Busiest domestic routes from SMX (January 2025 – December 2025)
| Rank | City | Passengers | Carriers |
|---|---|---|---|
| 1 | Las Vegas, Nevada | 11,700 | Allegiant |
| 2 | Phoenix, Arizona | 4,700 | American |

===Annual traffic===

Annual passenger traffic at SMX
| Year | Passengers | Year | Passengers | Year | Passengers |
|---|---|---|---|---|---|
| 2016 | 78,000 | 2019 | 48,000 | 2022 | 31,000 |
| 2017 | 47,000 | 2020 | 31,000 | 2023 | 27,000 |
| 2018 | 45,000 | 2021 | 53,000 | 2024 | 26,000 |

==Ground transportation==
The airport is located south of Santa Maria along Skyway Drive at Terminal Drive. Both US 101 and State Route 135 (Broadway) can be reached from the airport by heading north on Skyway Drive and then turning east onto Betteravia Road. Short and long-term parking is available, but passenger vehicles left more than 14 days must obtain prior approval by the Airport Administration.

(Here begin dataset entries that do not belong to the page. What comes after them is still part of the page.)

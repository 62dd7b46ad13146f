use std::path::PathBuf;

use anyhow::{Context, Result};
use chrono::Local;
use clap::Parser;
use client_core::{load_settings, ConversationSession, QuickAction, WebhookResponder};
use shared::domain::{ChatMessage, MessageId};
use tokio::io::{AsyncBufReadExt, BufReader};
use tracing_subscriber::EnvFilter;

#[derive(Parser, Debug)]
#[command(about = "Terminal front end for the mock phone chat")]
struct Args {
    /// Overrides the responder webhook from settings.
    #[arg(long)]
    webhook_url: Option<String>,
    /// Settings file to load instead of ./mock_chat.toml.
    #[arg(long)]
    config: Option<PathBuf>,
}

#[derive(Debug, PartialEq, Eq)]
enum Input {
    Quit,
    Help,
    Quick(QuickAction),
    Send(String),
}

fn parse_input(line: &str) -> Input {
    let trimmed = line.trim();
    match trimmed {
        "/quit" | "/exit" => Input::Quit,
        "/help" => Input::Help,
        _ => match QuickAction::from_command(trimmed) {
            Some(action) => Input::Quick(action),
            None => Input::Send(line.to_string()),
        },
    }
}

fn format_line(message: &ChatMessage) -> String {
    let time = message.created_at.with_timezone(&Local).format("%H:%M");
    format!("[{time}] {}: {}", message.sender.transcript_tag(), message.text)
}

fn print_help() {
    println!("Type a message and press Enter to send it.");
    println!("Quick actions: /start /bump1 /bump2 /bump3. /quit exits.");
}

/// Prints messages newer than `last_printed`, returning the newest id shown.
fn print_new_messages(
    session: &ConversationSession,
    last_printed: Option<MessageId>,
) -> Option<MessageId> {
    let mut newest = last_printed;
    for message in session
        .messages()
        .iter()
        .filter(|m| last_printed.map_or(true, |last| m.id > last))
    {
        println!("{}", format_line(message));
        newest = Some(message.id);
    }
    newest
}

#[tokio::main]
async fn main() -> Result<()> {
    tracing_subscriber::fmt()
        .with_env_filter(
            EnvFilter::try_from_default_env().unwrap_or_else(|_| EnvFilter::new("warn")),
        )
        .with_writer(std::io::stderr)
        .init();
    let args = Args::parse();

    let mut settings =
        load_settings(args.config.as_deref()).context("failed to load chat settings")?;
    if let Some(webhook_url) = args.webhook_url {
        settings = settings
            .with_webhook_url(webhook_url)
            .context("invalid --webhook-url")?;
    }
    tracing::info!(webhook_url = %settings.webhook_url, "starting terminal chat");

    let responder = WebhookResponder::new(settings.webhook_url.clone());
    let mut session = ConversationSession::new();
    let mut last_printed = None;

    print_help();
    let mut lines = BufReader::new(tokio::io::stdin()).lines();
    while let Some(line) = lines.next_line().await.context("failed to read stdin")? {
        match parse_input(&line) {
            Input::Quit => break,
            Input::Help => print_help(),
            Input::Quick(action) => {
                if action.resets_transcript() {
                    println!("--- conversation restarted ---");
                }
                session.apply_quick_action(action);
            }
            Input::Send(text) => {
                if text.trim().is_empty() {
                    continue;
                }
                println!("...");
                if let Err(err) = session.send_user_message(&text, &responder).await {
                    tracing::debug!(code = ?err.code(), "send did not produce a reply");
                }
                if let Some(banner) = session.last_error() {
                    eprintln!("Error! {banner}");
                }
            }
        }
        last_printed = print_new_messages(&session, last_printed);
    }

    Ok(())
}
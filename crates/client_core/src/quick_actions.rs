//! Canned responder-side prompts exposed as one-click actions.

#[derive(Debug, Clone, Copy, PartialEq, Eq, Hash)]
pub enum QuickAction {
    Start,
    Bump1,
    Bump2,
    Bump3,
}

impl QuickAction {
    pub const ALL: [QuickAction; 4] = [
        QuickAction::Start,
        QuickAction::Bump1,
        QuickAction::Bump2,
        QuickAction::Bump3,
    ];

    pub fn label(self) -> &'static str {
        match self {
            QuickAction::Start => "Start",
            QuickAction::Bump1 => "Bump 1",
            QuickAction::Bump2 => "Bump 2",
            QuickAction::Bump3 => "Bump 3",
        }
    }

    pub fn script(self) -> &'static str {
        match self {
            QuickAction::Start => "Hi there [First Name]! I'm Chloe from Prime Location Properties. What brings you to explore Dubai's real estate market today?",
            QuickAction::Bump1 => "Just bumping this up in case you got busy before :)",
            QuickAction::Bump2 => "Do you still want help?",
            QuickAction::Bump3 => {
                "I must have the wrong number. Apologies. I will remove your number. Thanks"
            }
        }
    }

    /// Start clears the transcript before posting its script; bumps append.
    pub fn resets_transcript(self) -> bool {
        matches!(self, QuickAction::Start)
    }

    /// Parses the slash command form used by the terminal front end.
    pub fn from_command(command: &str) -> Option<Self> {
        match command.trim().to_ascii_lowercase().as_str() {
            "/start" => Some(QuickAction::Start),
            "/bump1" => Some(QuickAction::Bump1),
            "/bump2" => Some(QuickAction::Bump2),
            "/bump3" => Some(QuickAction::Bump3),
            _ => None,
        }
    }
}
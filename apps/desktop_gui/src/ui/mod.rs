//! UI layer for desktop GUI: app shell, phone frame, widgets and theme.

pub mod app;
pub mod theme;
pub mod widgets;

pub use app::DesktopGuiApp;
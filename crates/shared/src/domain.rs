use chrono::{DateTime, Utc};
use serde::{Deserialize, Serialize};

macro_rules! id_newtype {
    ($name:ident) => {
        #[derive(Debug, Clone, Copy, PartialEq, Eq, PartialOrd, Ord, Hash, Serialize, Deserialize)]
        pub struct $name(pub u64);
    };
}

id_newtype!(MessageId);

#[derive(Debug, Clone, Copy, PartialEq, Eq, Hash, Serialize, Deserialize)]
#[serde(rename_all = "snake_case")]
pub enum Sender {
    User,
    Responder,
}

impl Sender {
    /// Upper-cased tag used when flattening a transcript.
    pub fn transcript_tag(self) -> &'static str {
        match self {
            Sender::User => "USER",
            Sender::Responder => "AI",
        }
    }

    pub fn display_name(self) -> &'static str {
        match self {
            Sender::User => "You",
            Sender::Responder => "AI",
        }
    }
}

#[derive(Debug, Clone, PartialEq, Eq, Serialize, Deserialize)]
pub struct ChatMessage {
    pub id: MessageId,
    pub text: String,
    pub sender: Sender,
    pub created_at: DateTime<Utc>,
}

impl ChatMessage {
    pub fn is_from_user(&self) -> bool {
        self.sender == Sender::User
    }
}
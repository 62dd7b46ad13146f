use shared::domain::ChatMessage;

pub const TRANSCRIPT_SEPARATOR: &str = " -- ";

/// Flattens the conversation into `SENDER:text` entries joined by
/// [`TRANSCRIPT_SEPARATOR`]. Message text is passed through verbatim, so a
/// separator inside a message is indistinguishable from a real boundary.
pub fn format_transcript(messages: &[ChatMessage]) -> String {
    messages
        .iter()
        .map(|message| format!("{}:{}", message.sender.transcript_tag(), message.text))
        .collect::<Vec<_>>()
        .join(TRANSCRIPT_SEPARATOR)
}
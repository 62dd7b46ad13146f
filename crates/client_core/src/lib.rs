pub mod quick_actions;
pub mod responder;
pub mod session;
pub mod settings;
pub mod transcript;

pub use quick_actions::QuickAction;
pub use responder::{Responder, WebhookResponder, DEFAULT_WEBHOOK_URL};
pub use session::{ConversationSession, PendingSend, SessionSnapshot};
pub use settings::{load_settings, Settings, SettingsError};
pub use transcript::{format_transcript, TRANSCRIPT_SEPARATOR};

The airport is served by Santa Maria Area Transit routes 4 and the Breeze, the Santa Maria Cab Company, Lyft, Uber, and other local services.

==Allan Hancock Field==
The original Allan Hancock Field was established in 1927 at another location, between Jones Street to the north, Stowell Road to the south, Bradley Road to the east and Miller Street to the west. The airport housed the Allan Hancock College of Aeronautics operated by the Hancock Foundation of Aeronautics. Before World War II, it was one of eight civil training military aviation cadets. After the war the field was used by the University of Southern California for their four-year Aeronautics Degree program. In 1958 a bond was passed allowing Santa Maria Junior College to purchase the land, much of which would become the campus of what is now known as Allan Hancock College. The name of the original Santa Maria Airport and Hancock's name then transferred to the other, now public airport in town.